== Segment start ==

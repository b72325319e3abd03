//! The static contact form's messaging hand-off.
//!
//! The form never touches the backend; it opens a chat deep link with the
//! message pre-filled.

/// What the contact form collects.
#[derive(Debug, Clone, PartialEq, Eq)]
pub struct ContactMessage {
    pub name: String,
    pub email: String,
    pub subject: String,
    pub body: String,
}

impl ContactMessage {
    /// Pre-filled chat text.
    #[must_use]
    pub fn text(&self) -> String {
        format!(
            "Name: {}\nEmail: {}\nSubject: {}\n\n{}",
            self.name.trim(),
            self.email.trim(),
            self.subject.trim(),
            self.body.trim()
        )
    }
}

/// `https://wa.me/{digits}?text={message}` for `number`.
///
/// Everything but digits is stripped from the number, so `+1 (555) 010-0`
/// and `15550100` give the same link.
#[must_use]
pub fn whatsapp_link(number: &str, message: &ContactMessage) -> String {
    let digits: String = number.chars().filter(char::is_ascii_digit).collect();
    format!(
        "https://wa.me/{digits}?text={}",
        urlencoding::encode(&message.text())
    )
}
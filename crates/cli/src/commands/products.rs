//! Product moderation commands.

use labmarket_client::Marketplace;
use labmarket_client::live::{ProductFilter, ProductList};
use labmarket_client::pagination::PageRequest;
use labmarket_core::{ProductId, ProductStatus, RequestKind};

use super::{CommandError, loaded, print_footer};

/// Print one page of live products.
#[allow(clippy::print_stdout)]
pub async fn list(
    market: &Marketplace,
    kind: Option<RequestKind>,
    status: Option<ProductStatus>,
    category: Option<String>,
    page: u32,
) -> Result<(), CommandError> {
    let filter = ProductFilter {
        kind,
        status,
        category,
        seller_id: None,
    };
    let page_size = market.config().default_page_size;
    let list = ProductList::open(
        market.backend().clone(),
        market.hub().clone(),
        filter,
        PageRequest::new(page, page_size),
    )
    .await;

    let state = loaded(list.snapshot())?;
    for product in &state.items {
        let price = product
            .price
            .map_or_else(|| "-".to_string(), |p| p.to_string());
        println!(
            "{}  {:<7} {:<8} {:>10}  {}",
            product.id, product.kind, product.status, price, product.title
        );
    }
    print_footer(state.total, list.page().page, page_size);
    Ok(())
}

/// Set a product's listing status.
pub async fn set_status(
    market: &Marketplace,
    id: ProductId,
    status: ProductStatus,
) -> Result<(), CommandError> {
    let list = market.products(ProductFilter::default()).await;
    list.update_status(id, status).await?;
    tracing::info!(product_id = %id, %status, "product status set");
    Ok(())
}

/// Soft-delete a product.
pub async fn delete(market: &Marketplace, id: ProductId) -> Result<(), CommandError> {
    let list = market.products(ProductFilter::default()).await;
    list.soft_delete(id).await?;
    tracing::info!(product_id = %id, "product deleted");
    Ok(())
}
//! Seller account commands.

use labmarket_client::Marketplace;
use labmarket_client::live::{SellerFilter, SellerList};
use labmarket_client::pagination::PageRequest;
use labmarket_core::{SellerId, SellerStatus};

use super::{CommandError, loaded, print_footer};

#[allow(clippy::print_stdout)]
pub async fn list(
    market: &Marketplace,
    status: Option<SellerStatus>,
    page: u32,
) -> Result<(), CommandError> {
    let page_size = market.config().default_page_size;
    let list = SellerList::open(
        market.backend().clone(),
        market.hub().clone(),
        SellerFilter { status },
        PageRequest::new(page, page_size),
    )
    .await;

    let state = loaded(list.snapshot())?;
    for seller in &state.items {
        println!(
            "{}  {:<9} {:<30} {}",
            seller.id, seller.status, seller.company_name, seller.email
        );
    }
    print_footer(state.total, list.page().page, page_size);
    Ok(())
}

pub async fn set_status(
    market: &Marketplace,
    id: SellerId,
    status: SellerStatus,
) -> Result<(), CommandError> {
    let list = market.sellers(SellerFilter::default()).await;
    list.update_status(id, status).await?;
    tracing::info!(seller_id = %id, %status, "seller status set");
    Ok(())
}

== Segment end ==

● WHAT NEEDS TO BE DONE
Find each line in the records above that contains "filled", and copy it.

● SOLUTION FOR THIS TASK
//! message pre-filled.
    /// Pre-filled chat text.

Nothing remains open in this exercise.